Tribunal de Contas vai ser chamado a dar explicações ao parlamento se a comissão de inquérito proposta pelo PCP à privatização da ANA Aeroportos for aprovada
O Tribunal de Contas (TdC) corre o risco de passar de auditor a auditado. Em causa estão contradições internas e indícios de erros técnicos elementares no processo de auditoria à ANA Aeroportos.
Um relatório de 2016, que a TVI (do mesmo grupo da CNN Portugal) revela em primeira mão, desfazia-se em elogios à concessão dos aeroportos portugueses aos franceses da VINCI, concretizada em 2013 pelo Governo Passos Coelho, por um valor superior a três mil milhões de euros.
“A opção tomada revelou-se adequada à luz do interesse dos contribuintes” e “o Balanço global da operação foi positivo, pois cumpriu o seu objectivo principal: a redução da dívida pública maximizando do valor da venda”, declarava a auditoria de 2016, que chegou a ser notificada aos envolvidos no processo para se pronunciarem.
A auditoria nunca chegou a ser votada nem publicada, por circunstâncias relacionadas com a reorganização interna dos serviços do TdC, que deverão agora ser esclarecidas em sede parlamentar. O texto do documento até reconhecia a importância estratégica da privatização da ANA para salvar Portugal da bancarrota, em temos de Troika: “Face à difícil situação económica do país e aos compromissos externos decorrentes da assinatura do Memorando de Entendimento, deve-se sublinhar que a operação foi relevante para o Estado”, descreviam aos auditores.
Este ano, a 5 de janeiro, o TdC publicou nova auditoria ao mesmo processo, de teor diametralmente oposto. No novo documento, “a privatização da ANA não salvaguardou o interesse público”, nem sequer foi “maximizado o encaixe financeiro”. Para além disso, “o Estado concedeu à Vinci os dividendos de 2012, quando a gestão ainda era pública, e suportou o custo financeiro da ANA para cumprir o compromisso assumido no contrato de concessão, tendo por isso o preço de privatização (1,127M€) sido 71,4M€ inferior ao oferecido e aceite (1.198,5M€)”.

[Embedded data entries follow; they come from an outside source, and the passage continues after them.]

// Author: Dustin Pilgrim
// License: MIT

use std::collections::HashMap;
use std::sync::RwLock;

use log::{debug, warn};
use once_cell::sync::Lazy;

use super::{
    ExtResourceSection, GdSection, NodeSection, ResourceSection, Section, SectionHeader, SubResourceSection,
};

/// Builds the section representation for a freshly parsed header.
pub type SectionConstructor = fn(SectionHeader) -> GdSection;

/// Title -> constructor table used to pick a section's specialized kind.
///
/// Titles without an entry become [`GdSection::Generic`]; that is the
/// intended default, not an error.
#[derive(Debug, Clone)]
pub struct SectionRegistry {
    kinds: HashMap<String, SectionConstructor>,
}

impl SectionRegistry {
    pub fn empty() -> Self {
        Self { kinds: HashMap::new() }
    }

    /// The kinds the engine writes: `ext_resource`, `sub_resource`, `node`, `resource`.
    pub fn builtin() -> Self {
        let mut registry = Self::empty();
        registry.register(ExtResourceSection::TITLE, |header| {
            GdSection::ExtResource(ExtResourceSection::from_header(header))
        });
        registry.register(SubResourceSection::TITLE, |header| {
            GdSection::SubResource(SubResourceSection::from_header(header))
        });
        registry.register(NodeSection::TITLE, |header| {
            GdSection::Node(NodeSection::from_header(header))
        });
        registry.register(ResourceSection::TITLE, |header| {
            GdSection::Resource(ResourceSection::from_header(header))
        });
        registry
    }

    /// Returns the constructor previously registered under `title`, if any.
    pub fn register(&mut self, title: impl Into<String>, constructor: SectionConstructor) -> Option<SectionConstructor> {
        let title = title.into();
        let previous = self.kinds.insert(title.clone(), constructor);
        if previous.is_some() {
            warn!("section kind [{}] registered twice, replacing the earlier constructor", title);
        }
        previous
    }

    pub fn lookup(&self, title: &str) -> Option<SectionConstructor> {
        self.kinds.get(title).copied()
    }

    pub fn contains(&self, title: &str) -> bool {
        self.kinds.contains_key(title)
    }

    pub fn titles(&self) -> impl Iterator<Item = &str> {
        self.kinds.keys().map(String::as_str)
    }

    pub fn construct(&self, header: SectionHeader) -> GdSection {
        build(self.lookup(&header.title), header)
    }
}

fn build(constructor: Option<SectionConstructor>, header: SectionHeader) -> GdSection {
    match constructor {
        Some(constructor) => constructor(header),
        None => {
            debug!("no section kind registered for [{}], using a generic section", header.title);
            GdSection::Generic(Section::new(header))
        }
    }
}

impl Default for SectionRegistry {
    fn default() -> Self {
        Self::builtin()
    }
}

static GLOBAL_REGISTRY: Lazy<RwLock<SectionRegistry>> = Lazy::new(|| RwLock::new(SectionRegistry::builtin()));

/// Register a section kind in the process-wide registry used by
/// [`parse_section`](crate::parse_section).
///
/// Safe to call from any thread; parsing on other threads sees the new kind
/// from its next section on.
pub fn register_section_kind(title: impl Into<String>, constructor: SectionConstructor) -> Option<SectionConstructor> {
    // The map is never left half-written, so a poisoned lock is still usable
    let mut registry = GLOBAL_REGISTRY.write().unwrap_or_else(|poisoned| poisoned.into_inner());
    registry.register(title, constructor)
}

/// Run `f` with shared access to the process-wide registry.
pub fn with_global_registry<R>(f: impl FnOnce(&SectionRegistry) -> R) -> R {
    let registry = GLOBAL_REGISTRY.read().unwrap_or_else(|poisoned| poisoned.into_inner());
    f(&registry)
}

/// Build a section through the process-wide registry.
///
/// Only the lookup happens under the lock, so a constructor may itself call
/// [`register_section_kind`].
pub fn construct_global(header: SectionHeader) -> GdSection {
    let constructor = with_global_registry(|registry| registry.lookup(&header.title));
    build(constructor, header)
}
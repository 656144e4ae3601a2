// Author: Dustin Pilgrim
// License: MIT

use indexmap::IndexMap;
use log::warn;
use serde::Serialize;

use crate::ast::{GdObject, Value};
use crate::lexer::is_valid_key;
use crate::objects::ExtResource;

/// The bracketed first line of a section, e.g.
/// `[node name="Sprite" type="Sprite2D" parent="." index="3"]`.
///
/// The attribute map is the only storage. The typed accessors for the keys the
/// engine knows about (`id`, `path`, `type`, ...) read and write that map
/// directly: setting `Some` updates the key in place or appends it, setting
/// `None` removes it.
#[derive(Debug, Clone, PartialEq, Serialize)]
pub struct SectionHeader {
    pub title: String,
    attributes: IndexMap<String, Value>,
}

impl SectionHeader {
    pub fn new(title: impl Into<String>) -> Self {
        Self {
            title: title.into(),
            attributes: IndexMap::new(),
        }
    }

    /// Builder-style `set`.
    pub fn with(mut self, key: impl Into<String>, value: impl Into<Value>) -> Self {
        self.set(key, value);
        self
    }

    pub fn get(&self, key: &str) -> Option<&Value> {
        self.attributes.get(key)
    }

    pub fn get_mut(&mut self, key: &str) -> Option<&mut Value> {
        self.attributes.get_mut(key)
    }

    pub fn contains(&self, key: &str) -> bool {
        self.attributes.contains_key(key)
    }

    /// Returns the previous value. An existing key keeps its position.
    ///
    /// Keys failing [`is_valid_key`] are stored, but the serialized
    /// section will not parse back; a warning is logged.
    pub fn set(&mut self, key: impl Into<String>, value: impl Into<Value>) -> Option<Value> {
        let key = key.into();
        if !is_valid_key(&key) {
            warn!("attribute key {:?} cannot be written as a bare key", key);
        }
        self.attributes.insert(key, value.into())
    }

    /// Removing a missing key is a no-op. Remaining keys keep their order.
    pub fn remove(&mut self, key: &str) -> Option<Value> {
        self.attributes.shift_remove(key)
    }

    pub fn attributes(&self) -> &IndexMap<String, Value> {
        &self.attributes
    }

    pub fn len(&self) -> usize {
        self.attributes.len()
    }

    pub fn is_empty(&self) -> bool {
        self.attributes.is_empty()
    }

    fn assign(&mut self, key: &str, value: Option<Value>) {
        match value {
            Some(value) => {
                self.set(key, value);
            }
            None => {
                self.remove(key);
            }
        }
    }

    fn get_str(&self, key: &str) -> Option<&str> {
        self.get(key).and_then(Value::as_str)
    }

    fn get_i64(&self, key: &str) -> Option<i64> {
        self.get(key).and_then(Value::as_i64)
    }

    pub fn id(&self) -> Option<i64> {
        self.get_i64("id")
    }

    pub fn set_id(&mut self, id: Option<i64>) {
        self.assign("id", id.map(Value::Int));
    }

    pub fn path(&self) -> Option<&str> {
        self.get_str("path")
    }

    pub fn set_path(&mut self, path: Option<&str>) {
        self.assign("path", path.map(Value::from));
    }

    /// The `type` attribute.
    pub fn type_name(&self) -> Option<&str> {
        self.get_str("type")
    }

    pub fn set_type_name(&mut self, type_name: Option<&str>) {
        self.assign("type", type_name.map(Value::from));
    }

    pub fn format(&self) -> Option<i64> {
        self.get_i64("format")
    }

    pub fn set_format(&mut self, format: Option<i64>) {
        self.assign("format", format.map(Value::Int));
    }

    pub fn load_steps(&self) -> Option<i64> {
        self.get_i64("load_steps")
    }

    pub fn set_load_steps(&mut self, load_steps: Option<i64>) {
        self.assign("load_steps", load_steps.map(Value::Int));
    }

    pub fn parent(&self) -> Option<&str> {
        self.get_str("parent")
    }

    pub fn set_parent(&mut self, parent: Option<&str>) {
        self.assign("parent", parent.map(Value::from));
    }

    /// Raw `index` attribute; the engine writes it as a string (`index="3"`).
    pub fn index(&self) -> Option<&str> {
        self.get_str("index")
    }

    pub fn set_index(&mut self, index: Option<&str>) {
        self.assign("index", index.map(Value::from));
    }

    pub fn instance(&self) -> Option<ExtResource> {
        match self.get("instance") {
            Some(Value::Object(obj)) => ExtResource::try_from(obj.clone()).ok(),
            _ => None,
        }
    }

    pub fn set_instance(&mut self, instance: Option<ExtResource>) {
        self.assign("instance", instance.map(Value::from));
    }

    pub fn groups(&self) -> Option<Vec<String>> {
        self.get("groups").cloned().and_then(|v| Vec::<String>::try_from(v).ok())
    }

    pub fn set_groups(&mut self, groups: Option<Vec<String>>) {
        self.assign("groups", groups.map(Value::from));
    }

    /// `instance` as the raw object, whatever its arguments.
    pub fn instance_object(&self) -> Option<&GdObject> {
        self.get("instance").and_then(Value::as_object)
    }
}
// Author: Dustin Pilgrim
// License: MIT

use super::*;

/// Advance the character iterator and update offset/line/column tracking
pub(super) fn bump(lexer: &mut Lexer) -> Option<char> {
    let curr = lexer.peek;
    if let Some(c) = curr {
        lexer.offset += c.len_utf8();
        if c == '\n' {
            lexer.line += 1;
            lexer.column = 1;
        } else {
            lexer.column += 1;
        }
    }
    lexer.peek = lexer.input.next();
    curr
}

/// Skip whitespace (newlines included) and `;` comments
pub(super) fn skip_whitespace_and_comments(lexer: &mut Lexer) {
    while let Some(c) = lexer.peek {
        match c {
            ' ' | '\t' | '\r' | '\n' => {
                bump(lexer);
            }
            ';' => {
                // Skip comment until end of line
                while let Some(ch) = bump(lexer) {
                    if ch == '\n' {
                        break;
                    }
                }
            }
            _ => break,
        }
    }
}

/// Peek at the current character without consuming it
pub(super) fn peek_char(lexer: &Lexer) -> Option<char> {
    lexer.peek
}

/// Characters after the current one, without consuming anything
pub(super) fn lookahead<'a>(lexer: &Lexer<'a>) -> Chars<'a> {
    lexer.input.clone()
}
// Author: Dustin Pilgrim
// License: MIT

use std::ops::{Deref, DerefMut};

use super::{Section, SectionHeader};
use crate::ast::Value;
use crate::objects::{ExtResource, SubResource};

// Specialized kinds are views over a `Section`; header and properties stay reachable.
macro_rules! section_view {
    ($kind:ident) => {
        impl $kind {
            pub fn from_header(header: SectionHeader) -> Self {
                Self(Section::new(header))
            }

            pub fn into_section(self) -> Section {
                self.0
            }
        }

        impl Deref for $kind {
            type Target = Section;

            fn deref(&self) -> &Section {
                &self.0
            }
        }

        impl DerefMut for $kind {
            fn deref_mut(&mut self) -> &mut Section {
                &mut self.0
            }
        }

        impl From<$kind> for Section {
            fn from(kind: $kind) -> Self {
                kind.0
            }
        }

        impl PartialEq<Section> for $kind {
            fn eq(&self, other: &Section) -> bool {
                self.0 == *other
            }
        }

        impl PartialEq<$kind> for Section {
            fn eq(&self, other: &$kind) -> bool {
                *self == other.0
            }
        }
    };
}

/// `[ext_resource path="res://icon.png" type="Texture" id=1]`
#[derive(Debug, Clone, PartialEq)]
pub struct ExtResourceSection(Section);

impl ExtResourceSection {
    pub const TITLE: &'static str = "ext_resource";

    pub fn new(path: &str, type_name: &str, id: i64) -> Self {
        let header = SectionHeader::new(Self::TITLE)
            .with("path", path)
            .with("type", type_name)
            .with("id", id);
        Self::from_header(header)
    }

    pub fn path(&self) -> Option<&str> {
        self.0.header.path()
    }

    pub fn set_path(&mut self, path: &str) {
        self.0.header.set_path(Some(path));
    }

    pub fn type_name(&self) -> Option<&str> {
        self.0.header.type_name()
    }

    pub fn set_type_name(&mut self, type_name: &str) {
        self.0.header.set_type_name(Some(type_name));
    }

    pub fn id(&self) -> Option<i64> {
        self.0.header.id()
    }

    pub fn set_id(&mut self, id: i64) {
        self.0.header.set_id(Some(id));
    }

    /// `ExtResource(id)` pointing at this section.
    pub fn reference(&self) -> Option<ExtResource> {
        self.id().map(ExtResource::new)
    }
}

section_view!(ExtResourceSection);

/// `[sub_resource type="RectangleShape2D" id=1]`
#[derive(Debug, Clone, PartialEq)]
pub struct SubResourceSection(Section);

impl SubResourceSection {
    pub const TITLE: &'static str = "sub_resource";

    pub fn new(type_name: &str, id: i64) -> Self {
        let header = SectionHeader::new(Self::TITLE)
            .with("type", type_name)
            .with("id", id);
        Self::from_header(header)
    }

    pub fn type_name(&self) -> Option<&str> {
        self.0.header.type_name()
    }

    pub fn set_type_name(&mut self, type_name: &str) {
        self.0.header.set_type_name(Some(type_name));
    }

    pub fn id(&self) -> Option<i64> {
        self.0.header.id()
    }

    pub fn set_id(&mut self, id: i64) {
        self.0.header.set_id(Some(id));
    }

    /// `SubResource(id)` pointing at this section.
    pub fn reference(&self) -> Option<SubResource> {
        self.id().map(SubResource::new)
    }
}

section_view!(SubResourceSection);

/// `[node name="Player" type="KinematicBody2D" parent="."]`
///
/// A node either has a `type` or is an `instance` of a packed scene, never
/// both: setting one clears the other.
#[derive(Debug, Clone, PartialEq)]
pub struct NodeSection(Section);

impl NodeSection {
    pub const TITLE: &'static str = "node";

    pub fn new(name: &str, type_name: Option<&str>, parent: Option<&str>) -> Self {
        let mut node = Self::from_header(SectionHeader::new(Self::TITLE).with("name", name));
        node.set_type_name(type_name);
        node.set_parent(parent);
        node
    }

    /// A node instancing the scene behind `[ext_resource ... id=instance]`.
    pub fn ext_node(name: &str, instance: i64, parent: Option<&str>, index: Option<i64>) -> Self {
        let mut node = Self::from_header(SectionHeader::new(Self::TITLE).with("name", name));
        node.set_parent(parent);
        node.set_instance(Some(instance));
        node.set_index(index);
        node
    }

    /// The `name` attribute. The header title stays `node` so the section
    /// is dispatched back to this kind when re-parsed.
    pub fn name(&self) -> Option<&str> {
        self.0.header.get("name").and_then(|v| v.as_str())
    }

    pub fn set_name(&mut self, name: &str) {
        self.0.header.set("name", name);
    }

    pub fn type_name(&self) -> Option<&str> {
        self.0.header.type_name()
    }

    pub fn set_type_name(&mut self, type_name: Option<&str>) {
        self.0.header.set_type_name(type_name);
        if type_name.is_some() {
            self.0.header.set_instance(None);
        }
    }

    pub fn parent(&self) -> Option<&str> {
        self.0.header.parent()
    }

    pub fn set_parent(&mut self, parent: Option<&str>) {
        self.0.header.set_parent(parent);
    }

    /// Id of the instanced `[ext_resource]`.
    pub fn instance(&self) -> Option<i64> {
        self.0.header.instance().map(|r| r.id())
    }

    pub fn set_instance(&mut self, instance: Option<i64>) {
        self.0.header.set_instance(instance.map(ExtResource::new));
        if instance.is_some() {
            self.0.header.set_type_name(None);
        }
    }

    /// Written as a string by the engine; a bare integer is read too.
    pub fn index(&self) -> Option<i64> {
        match self.0.header.get("index")? {
            Value::String(idx) => idx.parse().ok(),
            Value::Int(idx) => Some(*idx),
            _ => None,
        }
    }

    pub fn set_index(&mut self, index: Option<i64>) {
        let index = index.map(|idx| idx.to_string());
        self.0.header.set_index(index.as_deref());
    }

    pub fn groups(&self) -> Option<Vec<String>> {
        self.0.header.groups()
    }

    pub fn set_groups(&mut self, groups: Option<Vec<String>>) {
        self.0.header.set_groups(groups);
    }
}

section_view!(NodeSection);

/// `[resource]`, the body of a `.tres` file.
#[derive(Debug, Clone, PartialEq)]
pub struct ResourceSection(Section);

impl ResourceSection {
    pub const TITLE: &'static str = "resource";

    pub fn new() -> Self {
        Self::from_header(SectionHeader::new(Self::TITLE))
    }
}

impl Default for ResourceSection {
    fn default() -> Self {
        Self::new()
    }
}

section_view!(ResourceSection);

/// A parsed section in its most specific known form.
///
/// Which variant a header ends up in is decided by the
/// [`SectionRegistry`](super::SectionRegistry); unknown titles stay `Generic`.
#[derive(Debug, Clone)]
pub enum GdSection {
    Generic(Section),
    ExtResource(ExtResourceSection),
    SubResource(SubResourceSection),
    Node(NodeSection),
    Resource(ResourceSection),
}

impl GdSection {
    pub fn section(&self) -> &Section {
        match self {
            GdSection::Generic(s) => s,
            GdSection::ExtResource(s) => s,
            GdSection::SubResource(s) => s,
            GdSection::Node(s) => s,
            GdSection::Resource(s) => s,
        }
    }

    pub fn section_mut(&mut self) -> &mut Section {
        match self {
            GdSection::Generic(s) => s,
            GdSection::ExtResource(s) => s,
            GdSection::SubResource(s) => s,
            GdSection::Node(s) => s,
            GdSection::Resource(s) => s,
        }
    }

    pub fn into_section(self) -> Section {
        match self {
            GdSection::Generic(s) => s,
            GdSection::ExtResource(s) => s.into_section(),
            GdSection::SubResource(s) => s.into_section(),
            GdSection::Node(s) => s.into_section(),
            GdSection::Resource(s) => s.into_section(),
        }
    }

    pub fn header(&self) -> &SectionHeader {
        &self.section().header
    }

    pub fn header_mut(&mut self) -> &mut SectionHeader {
        &mut self.section_mut().header
    }

    pub fn title(&self) -> &str {
        &self.header().title
    }

    pub fn is_generic(&self) -> bool {
        matches!(self, GdSection::Generic(_))
    }

    pub fn as_ext_resource(&self) -> Option<&ExtResourceSection> {
        if let GdSection::ExtResource(s) = self { Some(s) } else { None }
    }

    pub fn as_sub_resource(&self) -> Option<&SubResourceSection> {
        if let GdSection::SubResource(s) = self { Some(s) } else { None }
    }

    pub fn as_node(&self) -> Option<&NodeSection> {
        if let GdSection::Node(s) = self { Some(s) } else { None }
    }

    pub fn as_node_mut(&mut self) -> Option<&mut NodeSection> {
        if let GdSection::Node(s) = self { Some(s) } else { None }
    }

    pub fn as_resource(&self) -> Option<&ResourceSection> {
        if let GdSection::Resource(s) = self { Some(s) } else { None }
    }
}

impl PartialEq for GdSection {
    fn eq(&self, other: &Self) -> bool {
        self.section() == other.section()
    }
}

impl PartialEq<Section> for GdSection {
    fn eq(&self, other: &Section) -> bool {
        self.section() == other
    }
}

impl From<Section> for GdSection {
    fn from(section: Section) -> Self {
        GdSection::Generic(section)
    }
}

impl From<ExtResourceSection> for GdSection {
    fn from(section: ExtResourceSection) -> Self {
        GdSection::ExtResource(section)
    }
}

impl From<SubResourceSection> for GdSection {
    fn from(section: SubResourceSection) -> Self {
        GdSection::SubResource(section)
    }
}

impl From<NodeSection> for GdSection {
    fn from(section: NodeSection) -> Self {
        GdSection::Node(section)
    }
}

impl From<ResourceSection> for GdSection {
    fn from(section: ResourceSection) -> Self {
        GdSection::Resource(section)
    }
}
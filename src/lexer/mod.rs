// Author: Dustin Pilgrim
// License: MIT

use std::str::Chars;
use crate::GdError;

mod scanner;
mod tokenizer;

/// Whether `key` reads back as a single bare key: non-empty, without
/// whitespace, `=`, brackets, braces, quotes or `;`.
pub fn is_valid_key(key: &str) -> bool {
    !key.is_empty() && key.chars().all(tokenizer::is_key_char)
}

#[derive(Debug, Clone, PartialEq)]
pub enum Token {
    // --- literals ---
    Ident(String),
    /// Identifier carrying a bracketed type parameter, e.g. `Array[int]`.
    /// Only produced when the name is followed by `(`.
    GenericIdent(String),
    String(String),
    Int(i64),
    Float(f64),
    Bool(bool),
    Null,

    // --- structure ---
    LBracket,
    RBracket,
    LBrace,
    RBrace,
    LParen,
    RParen,
    Colon,
    Comma,
    Equals,

    // --- layout ---
    Eof,
}

/// Where a token (or the lexer itself) sits in the source.
#[derive(Debug, Clone, Copy, PartialEq, Eq)]
pub struct Position {
    /// Byte offset into the full input.
    pub offset: usize,
    pub line: usize,
    pub column: usize,
}

pub struct Lexer<'a> {
    input: Chars<'a>,
    peek: Option<char>,
    offset: usize,
    line: usize,
    column: usize,
}

impl<'a> Lexer<'a> {
    pub fn new(input: &'a str) -> Self {
        let mut lexer = Lexer {
            input: input.chars(),
            peek: None,
            offset: 0,
            line: 1,
            column: 1,
        };
        lexer.peek = lexer.input.next();
        lexer
    }

    /// Start lexing at byte offset `at`, with line/column counted from the
    /// start of `input`.
    pub fn new_at(input: &'a str, at: usize) -> Result<Self, GdError> {
        if !input.is_char_boundary(at) {
            return Err(GdError::SyntaxError {
                message: format!("Offset {} is not a character boundary of the input", at),
                offset: at,
                line: 0,
                column: 0,
                hint: Some(format!("Input is {} bytes long", input.len())),
                code: Some(100),
            });
        }

        let before = &input[..at];
        let line = 1 + before.matches('\n').count();
        let column = 1 + before.rsplit('\n').next().map_or(0, |l| l.chars().count());

        let mut lexer = Lexer {
            input: input[at..].chars(),
            peek: None,
            offset: at,
            line,
            column,
        };
        lexer.peek = lexer.input.next();
        Ok(lexer)
    }

    pub fn position(&self) -> Position {
        Position {
            offset: self.offset,
            line: self.line,
            column: self.column,
        }
    }

    pub fn offset(&self) -> usize {
        self.offset
    }

    pub fn line(&self) -> usize {
        self.line
    }

    pub fn column(&self) -> usize {
        self.column
    }

    /// Next value-grammar token; whitespace, newlines and `;` comments are skipped.
    pub fn next_token(&mut self) -> Result<Token, GdError> {
        tokenizer::next_token(self)
    }

    /// Bare key on the left of `=` (header attributes and property lines).
    pub fn next_key(&mut self) -> Result<String, GdError> {
        tokenizer::next_key(self)
    }

    /// First significant character ahead, without consuming it.
    pub fn peek_significant(&mut self) -> Option<char> {
        scanner::skip_whitespace_and_comments(self);
        scanner::peek_char(self)
    }

    /// Consume one character; used after `peek_significant`.
    pub fn bump_char(&mut self) -> Option<char> {
        scanner::bump(self)
    }
}

#[cfg(test)]
mod tests;
pub mod ast;
mod conversion;
pub mod error;
pub mod export;
pub mod lexer;
pub mod objects;
pub mod parser;
pub mod section;

pub use ast::{GdObject, Value};
pub use error::{ErrorKind, GdError};
pub use export::{export_section_to_json, export_value_to_json, stringify};
pub use lexer::is_valid_key;
pub use objects::{Color, ExtResource, NodePath, SubResource, TypedObject, Vector2, Vector3};
pub use parser::{parse_header, parse_section, parse_section_with, parse_value};
pub use section::{
    register_section_kind, ExtResourceSection, GdSection, NodeSection, ResourceSection, Section,
    SectionConstructor, SectionHeader, SectionRegistry, SubResourceSection,
};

Com base nestas conclusões, o PCP tomou a iniciativa de apresentar um pedido de inquérito parlamentar, para esclarecer eventuais “ilegalidades” do processo. Os comunistas querem explicações do ex-primeiro-ministro, Pedro Passos Coelho, dos então ministros das Finanças e da Economia, Vítor Gaspar e Álvaro Santos Pereira, e do ex-secretário de Estado das Infraestruturas, Sérgio Monteiro. “É bom que os responsáveis por estas decisões ruinosas para o Estado expliquem a motivação das decisões que tomaram e assumam a responsabilidade”, declarou o deputado comunista António Filipe.
À privatização da ANA concorreram oito consórcios internacionais. A adjudicação aos franceses da VINCI não mereceu qualquer contestação ou disputa judicial. «O segundo classificado ficou a seiscentos milhões de euros da proposta da Vinci. Como é que pode ter havido favorecimento? Como é que poderiam ter escolhido outro? Não havia qualquer hipótese», justifica João Caetano Dias, que participou no concurso em representação da Empark, empresa que integrou o consórcio liderado pelos argentinos da Corporación América. “Agora dizem que a VINCI está a ganhar muito dinheiro, mas na altura ninguém esteve disposto a chegar-se à frente com valores daquela ordem de grandeza, ninguém acreditava que fosse possível chegar àqueles valores”, comenta ainda este gestor.
A acusação do TdC, de ter havido um “desconto” de 71,4 milhões de euros no preço de privatização, é motivo de escândalo, por alegado erro técnico dos auditores. O TdC revelou “falta de entendimento de como funcionam estes processos”, afirma João Caetano Dias. “Não houve desconto feito pelo Estado ao comprador, nem isso tem qualquer sentido”, concorda João Caiado Guerreiro, especialista em fusões e aquisições.
Ambos os entrevistados defendem que, nos termos do caderno de encargos, os juros de um empréstimo e os dividendos distribuídos pela ANA pública ao Estado, posteriores ao momento de apresentação das propostas formais dos privados, jamais poderiam ser assumidos por estes. Quando se compra uma empresa compra-se uma empresa com os passivos e os activos”, declara João Caiado Guerreiro. “Ninguém se distraiu. Muito menos do lado do Estado português”, garante.
A auditoria de 2024, cujo relator foi o Juiz Conselheiro José Manuel Quelhas, foi apreciada pelo plenário de nove juízes conselheiros da 2.ª secção e aprovada por cinco. Quatro magistrados escreveram declarações de voto com críticas severas ao relatório final, por alegadamente conter conclusões mal fundamentadas, intromissões na esfera do poder político e propostas sem suporte legal.